STUDY MATERIAL
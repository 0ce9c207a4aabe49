use utoipa::OpenApi;

#[derive(OpenApi)]
#[openapi(
    info(
        title = "Store API",
        version = "0.1.0",
        description = "Stores and the products they sell"
    ),
    servers(
        (url = "/api", description = "API base path")
    ),
    nest(
        (path = "/stores", api = domain_stores::StoresApiDoc),
        (path = "/products", api = domain_stores::ProductsApiDoc)
    )
)]
pub struct ApiDoc;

WHAT YOU HAVE TO DO
Could you transcribe the records in full, exactly?

TASK OUTPUT
repository 0ce9c207a4aabe49
use utoipa::OpenApi;

#[derive(OpenApi)]
#[openapi(
    info(
        title = "Store API",
        version = "0.1.0",
        description = "Stores and the products they sell"
    ),
    servers(
        (url = "/api", description = "API base path")
    ),
    nest(
        (path = "/stores", api = domain_stores::StoresApiDoc),
        (path = "/products", api = domain_stores::ProductsApiDoc)
    )
)]
pub struct ApiDoc;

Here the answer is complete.